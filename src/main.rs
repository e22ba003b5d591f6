use std::io::BufRead;

use clap::Parser;
use miette::LabeledSpan;
use safe_calc::{
    lexer,
    parser::{EvalOptions, Strictness, DEFAULT_MAX_DEPTH},
    tool::{self, CalculatorTool, DEFAULT_MAX_EXPRESSION_LEN},
};
use tracing_subscriber::EnvFilter;

#[derive(Parser, Debug)]
#[command(version, about, long_about = None)]
struct Input {
    /// The expression to evaluate. Reads one expression per line from stdin when omitted.
    expression: Option<String>,

    /// Reject unknown characters, missing closing parentheses and trailing input.
    #[clap(long, default_value = "false")]
    strict: bool,

    /// Maximum nesting depth of the expression.
    #[clap(long, default_value_t = DEFAULT_MAX_DEPTH)]
    max_depth: usize,

    /// Maximum length of the expression in bytes.
    #[clap(long, default_value_t = DEFAULT_MAX_EXPRESSION_LEN)]
    max_len: usize,

    /// Print `{"value": ...}` or `{"invalid": true}` instead of the tool's text reply.
    #[clap(long, default_value = "false")]
    json: bool,

    /// Debug the lexer, printing out each token. Does not evaluate the expression.
    #[clap(long, default_value = "false")]
    debug_lexer: bool,

    /// Print the tool definition to register with a chat model and exit.
    #[clap(long, default_value = "false")]
    tool_schema: bool,
}

fn main() {
    tracing_subscriber::fmt()
        .with_env_filter(
            EnvFilter::try_from_default_env().unwrap_or_else(|_| EnvFilter::new("warn")),
        )
        .with_writer(std::io::stderr)
        .init();

    let Input {
        expression,
        strict,
        max_depth,
        max_len,
        json,
        debug_lexer,
        tool_schema,
    } = Input::parse();

    if tool_schema {
        print_tool_schema();
        return;
    }

    let options = EvalOptions {
        strictness: if strict {
            Strictness::Strict
        } else {
            Strictness::Lenient
        },
        max_depth,
    };
    let calculator = CalculatorTool::new(options, max_len);

    let mut failed = false;
    let mut run = |expression: &str| {
        if debug_lexer {
            run_debug_lexer(expression);
        } else {
            failed |= !run_expression(&calculator, expression, json);
        }
    };

    match expression {
        Some(expression) => run(&expression),
        None => {
            for line in std::io::stdin().lock().lines() {
                let line = match line {
                    Ok(line) => line,
                    Err(e) => {
                        eprintln!("failed to read from stdin: {e}");
                        std::process::exit(1);
                    }
                };
                if !line.trim().is_empty() {
                    run(&line);
                }
            }
        }
    }

    if failed {
        std::process::exit(1);
    }
}

/// Prints the reply for one expression. Returns whether evaluation succeeded.
fn run_expression(calculator: &CalculatorTool, expression: &str, json: bool) -> bool {
    let result = calculator.evaluate(expression);
    let success = result.is_ok();

    if let Err(e) = &result {
        let report = miette::Report::new(e.clone()).with_source_code(expression.to_string());
        eprintln!("{report:?}");
    }

    if json {
        let outcome = tool::Outcome::from(result);
        match serde_json::to_string(&outcome) {
            Ok(line) => println!("{line}"),
            Err(e) => eprintln!("failed to serialize outcome: {e}"),
        }
    } else {
        println!("{}", tool::reply(expression, &result));
    }

    success
}

fn run_debug_lexer(expression: &str) {
    let mut lexer = lexer::Lexer::new(expression);
    for token in lexer.by_ref() {
        let diag = miette::miette!(
            labels = vec![LabeledSpan::at(
                token.span.start..token.span.end,
                format!("{:?}", token.kind)
            )],
            severity = miette::Severity::Advice,
            "found a token",
        )
        .with_source_code(expression.to_string());
        eprintln!("{:?}", diag);
    }

    for span in lexer.skipped() {
        let diag = miette::miette!(
            labels = vec![LabeledSpan::at(span.start..span.end, "skipped")],
            severity = miette::Severity::Warning,
            "ignored a character",
        )
        .with_source_code(expression.to_string());
        eprintln!("{:?}", diag);
    }
}

fn print_tool_schema() {
    let schema = serde_json::json!({
        "name": tool::TOOL_NAME,
        "description": tool::TOOL_DESCRIPTION,
        "parameters": {
            "type": "object",
            "properties": {
                "expression": {
                    "type": "string",
                    "description": "The arithmetic expression to evaluate, e.g. \"sqrt(144) * pi\""
                }
            },
            "required": ["expression"]
        }
    });

    match serde_json::to_string_pretty(&schema) {
        Ok(text) => println!("{text}"),
        Err(e) => {
            eprintln!("failed to serialize tool schema: {e}");
            std::process::exit(1);
        }
    }
}
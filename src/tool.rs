//! The calculator as a tool the chat model can call.
//!
//! The model sends `{"expression": "..."}` and gets back a line of text it can
//! quote to the user: `<expression> = <value>` on success, or
//! `Could not evaluate expression: <expression>` otherwise.

use miette::Diagnostic;
use serde::ser::SerializeMap;
use serde::{Deserialize, Serialize, Serializer};
use thiserror::Error;

use crate::error::EvalError;
use crate::parser::EvalOptions;
use crate::token::Span;

pub const TOOL_NAME: &str = "calculate";
pub const TOOL_DESCRIPTION: &str = "Evaluate an arithmetic expression. Supports + - * / ** ^, \
parentheses, the constants pi and e, and the functions sqrt, log, sin, cos, tan and abs.";

pub const DEFAULT_MAX_EXPRESSION_LEN: usize = 1000;

/// What the tool reports back: `{"value": 42.0}` or `{"invalid": true}`.
///
/// Infinite values are written as the strings `"Infinity"` and `"-Infinity"`,
/// since JSON has no number for them.
#[derive(Debug, Clone, PartialEq)]
pub enum Outcome {
    Value(f64),
    Invalid,
}

impl Outcome {
    pub fn value(&self) -> Option<f64> {
        match self {
            Self::Value(value) => Some(*value),
            Self::Invalid => None,
        }
    }
}

impl Serialize for Outcome {
    fn serialize<S>(&self, serializer: S) -> Result<S::Ok, S::Error>
    where
        S: Serializer,
    {
        let mut map = serializer.serialize_map(Some(1))?;
        match self {
            Self::Value(value) if value.is_finite() => map.serialize_entry("value", value)?,
            Self::Value(value) => map.serialize_entry("value", &format_value(*value))?,
            Self::Invalid => map.serialize_entry("invalid", &true)?,
        }
        map.end()
    }
}

impl From<Result<f64, EvalError>> for Outcome {
    fn from(result: Result<f64, EvalError>) -> Self {
        match result {
            Ok(value) => Self::Value(value),
            Err(_) => Self::Invalid,
        }
    }
}

#[derive(Debug, Deserialize)]
pub struct CalculateArgs {
    pub expression: String,
}

#[derive(Debug, Diagnostic, Error)]
pub enum ToolError {
    #[error("invalid arguments for the `calculate` tool")]
    #[diagnostic(
        code(calc::tool::invalid_arguments),
        help("expected an object with an `expression` string field")
    )]
    InvalidArguments(#[from] serde_json::Error),
}

#[derive(Debug, Clone)]
pub struct CalculatorTool {
    pub options: EvalOptions,
    /// Longer expressions are rejected before they reach the lexer.
    pub max_expression_len: usize,
}

impl Default for CalculatorTool {
    fn default() -> Self {
        Self {
            options: EvalOptions::default(),
            max_expression_len: DEFAULT_MAX_EXPRESSION_LEN,
        }
    }
}

impl CalculatorTool {
    pub fn new(options: EvalOptions, max_expression_len: usize) -> Self {
        Self {
            options,
            max_expression_len,
        }
    }

    pub fn evaluate(&self, expression: &str) -> Result<f64, EvalError> {
        let len = expression.len();
        if len > self.max_expression_len {
            tracing::warn!(len, limit = self.max_expression_len, "rejecting oversized expression");

            let cut = (0..=self.max_expression_len)
                .rev()
                .find(|&i| expression.is_char_boundary(i))
                .unwrap_or(0);
            return Err(EvalError::TooLong {
                len,
                limit: self.max_expression_len,
                span: Span::new(cut, len).into(),
            });
        }

        let result = crate::evaluate_with(expression, &self.options);
        match &result {
            Ok(value) => tracing::debug!(expression, value, "evaluated expression"),
            Err(e) => tracing::debug!(expression, error = %e, "could not evaluate expression"),
        }

        result
    }

    pub fn outcome(&self, expression: &str) -> Outcome {
        self.evaluate(expression).into()
    }

    /// The text handed back to the model.
    pub fn call(&self, expression: &str) -> String {
        reply(expression, &self.evaluate(expression))
    }

    /// Like [`CalculatorTool::call`], taking the raw JSON arguments of a tool call.
    pub fn call_json(&self, arguments: &str) -> Result<String, ToolError> {
        let args: CalculateArgs = serde_json::from_str(arguments).inspect_err(|e| {
            tracing::warn!(tool = TOOL_NAME, error = %e, "malformed tool arguments");
        })?;

        Ok(self.call(&args.expression))
    }
}

pub fn reply(expression: &str, result: &Result<f64, EvalError>) -> String {
    match result {
        Ok(value) => format!("{expression} = {}", format_value(*value)),
        Err(_) => format!("Could not evaluate expression: {expression}"),
    }
}

/// Formats a result the way the chat transcript shows numbers: whole numbers
/// without a fraction, infinities spelled out, and exponent notation with an
/// explicit sign (`1e+21`, `1e-7`) outside `1e-6 <= |value| < 1e21`.
pub fn format_value(value: f64) -> String {
    if value == f64::INFINITY {
        "Infinity".to_string()
    } else if value == f64::NEG_INFINITY {
        "-Infinity".to_string()
    } else if value == 0.0 {
        // Also covers negative zero
        "0".to_string()
    } else if value.abs() >= 1e21 || value.abs() < 1e-6 {
        let formatted = format!("{value:e}");
        match formatted.split_once('e') {
            Some((mantissa, exponent)) if !exponent.starts_with('-') => {
                format!("{mantissa}e+{exponent}")
            }
            _ => formatted,
        }
    } else {
        value.to_string()
    }
}
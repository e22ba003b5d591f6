use miette::SourceSpan;

#[derive(Debug, Copy, Clone, PartialEq, Eq)]
pub struct Span {
    pub start: usize,
    pub end: usize,
}

impl Span {
    pub fn new(start: usize, end: usize) -> Self {
        Self { start, end }
    }
}

impl From<Span> for SourceSpan {
    fn from(span: Span) -> Self {
        (span.start, span.end - span.start).into()
    }
}

#[derive(Debug, Copy, Clone, PartialEq)]
pub struct Token<'source> {
    pub kind: TokenKind,
    /// The slice of the expression this token was lexed from. Empty for `Eof`.
    pub text: &'source str,
    pub span: Span,
}

#[derive(Debug, Copy, Clone, PartialEq, Eq)]
pub enum TokenKind {
    // Literals
    Number,

    // Identifiers
    Identifier,

    // Operators
    Plus,
    Minus,
    Star,
    StarStar,
    Slash,
    Caret,

    // Punctuation
    OpenParen,
    CloseParen,

    Eof,
}
use miette::{Diagnostic, SourceSpan};
use thiserror::Error;

/// Why an expression could not be evaluated.
///
/// Every variant points at the part of the expression that caused it, so a
/// [`miette::Report`] built with the expression as source code renders a
/// labeled snippet.
#[derive(Debug, Clone, PartialEq, Diagnostic, Error)]
pub enum EvalError {
    #[error("invalid number literal `{literal}`")]
    #[diagnostic(code(calc::invalid_number))]
    InvalidNumber {
        literal: String,
        #[label("not a number")]
        span: SourceSpan,
    },

    #[error("unknown identifier `{name}`")]
    #[diagnostic(code(calc::unknown_identifier), help("known constants are `pi` and `e`"))]
    UnknownIdentifier {
        name: String,
        #[label("not a constant")]
        span: SourceSpan,
    },

    #[error("unknown function `{name}`")]
    #[diagnostic(
        code(calc::unknown_function),
        help("known functions are sqrt, log, sin, cos, tan and abs")
    )]
    UnknownFunction {
        name: String,
        #[label("not a function")]
        span: SourceSpan,
    },

    #[error("unexpected token `{found}`")]
    #[diagnostic(code(calc::unexpected_token))]
    UnexpectedToken {
        found: String,
        #[label("expected a number, identifier, `-` or `(`")]
        span: SourceSpan,
    },

    #[error("unexpected end of input")]
    #[diagnostic(code(calc::unexpected_end_of_input))]
    UnexpectedEndOfInput {
        #[label("expected an operand")]
        span: SourceSpan,
    },

    #[error("expression does not evaluate to a number")]
    #[diagnostic(code(calc::not_a_number))]
    NotANumber {
        #[label("evaluates to NaN")]
        span: SourceSpan,
    },

    #[error("expression is nested more than {limit} levels deep")]
    #[diagnostic(code(calc::too_deep))]
    TooDeep {
        limit: usize,
        #[label("nesting limit reached here")]
        span: SourceSpan,
    },

    #[error("expression is {len} bytes long, the limit is {limit}")]
    #[diagnostic(code(calc::too_long))]
    TooLong {
        len: usize,
        limit: usize,
        #[label("cut off here")]
        span: SourceSpan,
    },

    #[error("unexpected character `{character}`")]
    #[diagnostic(code(calc::unexpected_character))]
    UnexpectedCharacter {
        character: String,
        #[label("not part of any token")]
        span: SourceSpan,
    },

    #[error("unclosed parenthesis")]
    #[diagnostic(code(calc::unclosed_paren))]
    UnclosedParen {
        #[label("expected `)` here")]
        span: SourceSpan,
    },

    #[error("unexpected input after the expression")]
    #[diagnostic(code(calc::trailing_input))]
    TrailingInput {
        #[label("expected an operator or end of input")]
        span: SourceSpan,
    },
}

impl EvalError {
    /// The part of the expression this error points at.
    pub fn span(&self) -> SourceSpan {
        match self {
            Self::InvalidNumber { span, .. }
            | Self::UnknownIdentifier { span, .. }
            | Self::UnknownFunction { span, .. }
            | Self::UnexpectedToken { span, .. }
            | Self::UnexpectedEndOfInput { span }
            | Self::NotANumber { span }
            | Self::TooDeep { span, .. }
            | Self::TooLong { span, .. }
            | Self::UnexpectedCharacter { span, .. }
            | Self::UnclosedParen { span }
            | Self::TrailingInput { span } => *span,
        }
    }
}
pub mod cli;
pub mod dataset;
pub mod extractors;
pub mod field_resolver;
pub mod google_sheets;
pub mod mapping_config;
pub mod model;
pub mod raw_row;
pub mod row_mapper;

pub use cli::{Cli, OutputFormat};
pub use dataset::{
    analysis_digest, write_csv, write_json, DatasetAssembler, DatasetSummary, FilterState,
};
pub use extractors::{
    extract_all_drive_ids, extract_drive_id, normalize_date, normalize_date_at, NormalizedDate,
    SentimentClassifier,
};
pub use field_resolver::{find_matching_column, normalize_header, FieldResolver};
pub use google_sheets::{validate_csv_payload, SheetSource, DEFAULT_SHEET_NAME};
pub use mapping_config::{FieldAliases, MappingConfig, DEFAULT_TOML_STR};
pub use model::{CampaignResponse, MediaKind, Sentiment};
pub use raw_row::{parse_csv_text, read_csv_file, RawRow};
pub use row_mapper::{map_rows, MappedRow, MappingStats, RowMapper};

★ ★ ★ ★

Description of the task >> How many of the lines above contain the word "TooLong"? Only the number should be given.

Result of the task >> 3